## RECORDS FOR THIS EXERCISE
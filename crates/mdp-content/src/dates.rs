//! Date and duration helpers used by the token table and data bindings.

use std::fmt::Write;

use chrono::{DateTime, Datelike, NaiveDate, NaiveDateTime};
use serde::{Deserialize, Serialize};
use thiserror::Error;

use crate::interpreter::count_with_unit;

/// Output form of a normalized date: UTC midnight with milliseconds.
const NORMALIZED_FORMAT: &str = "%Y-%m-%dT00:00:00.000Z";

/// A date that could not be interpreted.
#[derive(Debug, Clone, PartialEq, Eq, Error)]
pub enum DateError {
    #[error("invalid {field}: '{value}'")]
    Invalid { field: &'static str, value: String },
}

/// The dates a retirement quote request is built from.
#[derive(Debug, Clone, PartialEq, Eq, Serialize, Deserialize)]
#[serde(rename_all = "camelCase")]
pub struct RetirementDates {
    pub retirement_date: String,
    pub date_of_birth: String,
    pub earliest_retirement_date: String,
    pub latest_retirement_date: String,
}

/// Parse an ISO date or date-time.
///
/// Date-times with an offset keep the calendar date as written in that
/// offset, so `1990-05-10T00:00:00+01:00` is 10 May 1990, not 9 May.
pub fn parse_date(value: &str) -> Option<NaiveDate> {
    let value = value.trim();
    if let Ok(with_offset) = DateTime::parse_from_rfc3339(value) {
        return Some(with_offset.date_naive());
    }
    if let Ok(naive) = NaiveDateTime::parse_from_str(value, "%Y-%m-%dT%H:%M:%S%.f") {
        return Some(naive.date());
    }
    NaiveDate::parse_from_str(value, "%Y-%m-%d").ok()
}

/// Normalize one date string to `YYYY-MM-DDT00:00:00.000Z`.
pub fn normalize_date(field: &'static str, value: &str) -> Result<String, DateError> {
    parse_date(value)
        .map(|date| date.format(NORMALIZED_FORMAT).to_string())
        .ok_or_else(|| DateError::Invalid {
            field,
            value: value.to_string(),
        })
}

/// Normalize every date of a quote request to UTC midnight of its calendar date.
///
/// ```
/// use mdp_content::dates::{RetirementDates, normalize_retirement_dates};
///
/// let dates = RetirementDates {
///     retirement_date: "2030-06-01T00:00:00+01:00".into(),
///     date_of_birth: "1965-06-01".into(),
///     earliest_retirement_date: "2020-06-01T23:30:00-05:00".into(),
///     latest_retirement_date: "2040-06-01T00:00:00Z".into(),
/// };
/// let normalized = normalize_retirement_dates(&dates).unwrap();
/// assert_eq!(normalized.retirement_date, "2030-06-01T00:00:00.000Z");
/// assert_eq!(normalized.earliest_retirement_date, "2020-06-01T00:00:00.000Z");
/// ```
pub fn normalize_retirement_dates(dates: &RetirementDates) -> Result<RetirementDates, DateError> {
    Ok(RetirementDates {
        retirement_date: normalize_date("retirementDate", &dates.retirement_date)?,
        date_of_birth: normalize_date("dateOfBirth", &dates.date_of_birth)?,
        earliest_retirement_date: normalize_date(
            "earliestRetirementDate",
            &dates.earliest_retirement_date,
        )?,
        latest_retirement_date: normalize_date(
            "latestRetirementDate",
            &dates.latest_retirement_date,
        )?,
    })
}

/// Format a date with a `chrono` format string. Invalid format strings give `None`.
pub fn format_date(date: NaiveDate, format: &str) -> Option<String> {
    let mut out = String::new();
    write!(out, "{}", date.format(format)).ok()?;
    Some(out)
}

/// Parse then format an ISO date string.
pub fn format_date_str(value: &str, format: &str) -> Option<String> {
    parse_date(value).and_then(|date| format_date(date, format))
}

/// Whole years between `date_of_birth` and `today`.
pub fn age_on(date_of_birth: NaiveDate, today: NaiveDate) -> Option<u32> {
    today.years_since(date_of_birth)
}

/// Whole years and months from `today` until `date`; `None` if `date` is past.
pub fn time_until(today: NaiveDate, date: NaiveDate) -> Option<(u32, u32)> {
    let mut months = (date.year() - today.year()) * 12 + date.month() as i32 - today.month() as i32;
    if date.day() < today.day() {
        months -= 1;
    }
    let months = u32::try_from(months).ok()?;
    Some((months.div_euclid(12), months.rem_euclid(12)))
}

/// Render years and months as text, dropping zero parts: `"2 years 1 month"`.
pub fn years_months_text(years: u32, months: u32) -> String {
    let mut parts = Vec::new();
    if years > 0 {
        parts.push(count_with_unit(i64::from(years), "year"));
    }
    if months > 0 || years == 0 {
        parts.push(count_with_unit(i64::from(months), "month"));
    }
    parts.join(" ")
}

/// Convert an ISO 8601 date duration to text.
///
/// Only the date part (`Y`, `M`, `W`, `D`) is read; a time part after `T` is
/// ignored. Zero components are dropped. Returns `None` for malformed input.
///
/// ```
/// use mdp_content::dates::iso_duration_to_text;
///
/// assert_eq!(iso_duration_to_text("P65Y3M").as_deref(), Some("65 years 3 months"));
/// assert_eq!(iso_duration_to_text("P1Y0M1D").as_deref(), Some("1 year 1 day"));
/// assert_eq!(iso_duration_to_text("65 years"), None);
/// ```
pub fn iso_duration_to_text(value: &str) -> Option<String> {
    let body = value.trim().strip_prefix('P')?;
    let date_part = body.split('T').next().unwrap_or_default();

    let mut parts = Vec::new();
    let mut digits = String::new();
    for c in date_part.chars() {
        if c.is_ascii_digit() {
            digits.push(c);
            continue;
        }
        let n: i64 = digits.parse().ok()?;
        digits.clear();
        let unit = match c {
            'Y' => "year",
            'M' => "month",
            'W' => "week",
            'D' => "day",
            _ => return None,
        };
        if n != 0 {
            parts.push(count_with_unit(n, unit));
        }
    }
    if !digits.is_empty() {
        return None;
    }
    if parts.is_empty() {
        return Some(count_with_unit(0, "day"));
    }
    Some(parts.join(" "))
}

## EXERCISE OBJECTIVE
Retype the data precisely.

## RESULT
filename crates/mdp-content/src/dates.rs
//! Date and duration helpers used by the token table and data bindings.

use std::fmt::Write;

use chrono::{DateTime, Datelike, NaiveDate, NaiveDateTime};
use serde::{Deserialize, Serialize};
use thiserror::Error;

use crate::interpreter::count_with_unit;

/// Output form of a normalized date: UTC midnight with milliseconds.
const NORMALIZED_FORMAT: &str = "%Y-%m-%dT00:00:00.000Z";

/// A date that could not be interpreted.
#[derive(Debug, Clone, PartialEq, Eq, Error)]
pub enum DateError {
    #[error("invalid {field}: '{value}'")]
    Invalid { field: &'static str, value: String },
}

/// The dates a retirement quote request is built from.
#[derive(Debug, Clone, PartialEq, Eq, Serialize, Deserialize)]
#[serde(rename_all = "camelCase")]
pub struct RetirementDates {
    pub retirement_date: String,
    pub date_of_birth: String,
    pub earliest_retirement_date: String,
    pub latest_retirement_date: String,
}

/// Parse an ISO date or date-time.
///
/// Date-times with an offset keep the calendar date as written in that
/// offset, so `1990-05-10T00:00:00+01:00` is 10 May 1990, not 9 May.
pub fn parse_date(value: &str) -> Option<NaiveDate> {
    let value = value.trim();
    if let Ok(with_offset) = DateTime::parse_from_rfc3339(value) {
        return Some(with_offset.date_naive());
    }
    if let Ok(naive) = NaiveDateTime::parse_from_str(value, "%Y-%m-%dT%H:%M:%S%.f") {
        return Some(naive.date());
    }
    NaiveDate::parse_from_str(value, "%Y-%m-%d").ok()
}

/// Normalize one date string to `YYYY-MM-DDT00:00:00.000Z`.
pub fn normalize_date(field: &'static str, value: &str) -> Result<String, DateError> {
    parse_date(value)
        .map(|date| date.format(NORMALIZED_FORMAT).to_string())
        .ok_or_else(|| DateError::Invalid {
            field,
            value: value.to_string(),
        })
}

/// Normalize every date of a quote request to UTC midnight of its calendar date.
///
/// ```
/// use mdp_content::dates::{RetirementDates, normalize_retirement_dates};
///
/// let dates = RetirementDates {
///     retirement_date: "2030-06-01T00:00:00+01:00".into(),
///     date_of_birth: "1965-06-01".into(),
///     earliest_retirement_date: "2020-06-01T23:30:00-05:00".into(),
///     latest_retirement_date: "2040-06-01T00:00:00Z".into(),
/// };
/// let normalized = normalize_retirement_dates(&dates).unwrap();
/// assert_eq!(normalized.retirement_date, "2030-06-01T00:00:00.000Z");
/// assert_eq!(normalized.earliest_retirement_date, "2020-06-01T00:00:00.000Z");
/// ```
pub fn normalize_retirement_dates(dates: &RetirementDates) -> Result<RetirementDates, DateError> {
    Ok(RetirementDates {
        retirement_date: normalize_date("retirementDate", &dates.retirement_date)?,
        date_of_birth: normalize_date("dateOfBirth", &dates.date_of_birth)?,
        earliest_retirement_date: normalize_date(
            "earliestRetirementDate",
            &dates.earliest_retirement_date,
        )?,
        latest_retirement_date: normalize_date(
            "latestRetirementDate",
            &dates.latest_retirement_date,
        )?,
    })
}

/// Format a date with a `chrono` format string. Invalid format strings give `None`.
pub fn format_date(date: NaiveDate, format: &str) -> Option<String> {
    let mut out = String::new();
    write!(out, "{}", date.format(format)).ok()?;
    Some(out)
}

/// Parse then format an ISO date string.
pub fn format_date_str(value: &str, format: &str) -> Option<String> {
    parse_date(value).and_then(|date| format_date(date, format))
}

/// Whole years between `date_of_birth` and `today`.
pub fn age_on(date_of_birth: NaiveDate, today: NaiveDate) -> Option<u32> {
    today.years_since(date_of_birth)
}

/// Whole years and months from `today` until `date`; `None` if `date` is past.
pub fn time_until(today: NaiveDate, date: NaiveDate) -> Option<(u32, u32)> {
    let mut months = (date.year() - today.year()) * 12 + date.month() as i32 - today.month() as i32;
    if date.day() < today.day() {
        months -= 1;
    }
    let months = u32::try_from(months).ok()?;
    Some((months.div_euclid(12), months.rem_euclid(12)))
}

/// Render years and months as text, dropping zero parts: `"2 years 1 month"`.
pub fn years_months_text(years: u32, months: u32) -> String {
    let mut parts = Vec::new();
    if years > 0 {
        parts.push(count_with_unit(i64::from(years), "year"));
    }
    if months > 0 || years == 0 {
        parts.push(count_with_unit(i64::from(months), "month"));
    }
    parts.join(" ")
}

/// Convert an ISO 8601 date duration to text.
///
/// Only the date part (`Y`, `M`, `W`, `D`) is read; a time part after `T` is
/// ignored. Zero components are dropped. Returns `None` for malformed input.
///
/// ```
/// use mdp_content::dates::iso_duration_to_text;
///
/// assert_eq!(iso_duration_to_text("P65Y3M").as_deref(), Some("65 years 3 months"));
/// assert_eq!(iso_duration_to_text("P1Y0M1D").as_deref(), Some("1 year 1 day"));
/// assert_eq!(iso_duration_to_text("65 years"), None);
/// ```
pub fn iso_duration_to_text(value: &str) -> Option<String> {
    let body = value.trim().strip_prefix('P')?;
    let date_part = body.split('T').next().unwrap_or_default();

    let mut parts = Vec::new();
    let mut digits = String::new();
    for c in date_part.chars() {
        if c.is_ascii_digit() {
            digits.push(c);
            continue;
        }
        let n: i64 = digits.parse().ok()?;
        digits.clear();
        let unit = match c {
            'Y' => "year",
            'M' => "month",
            'W' => "week",
            'D' => "day",
            _ => return None,
        };
        if n != 0 {
            parts.push(count_with_unit(n, unit));
        }
    }
    if !digits.is_empty() {
        return None;
    }
    if parts.is_empty() {
        return Some(count_with_unit(0, "day"));
    }
    Some(parts.join(" "))
}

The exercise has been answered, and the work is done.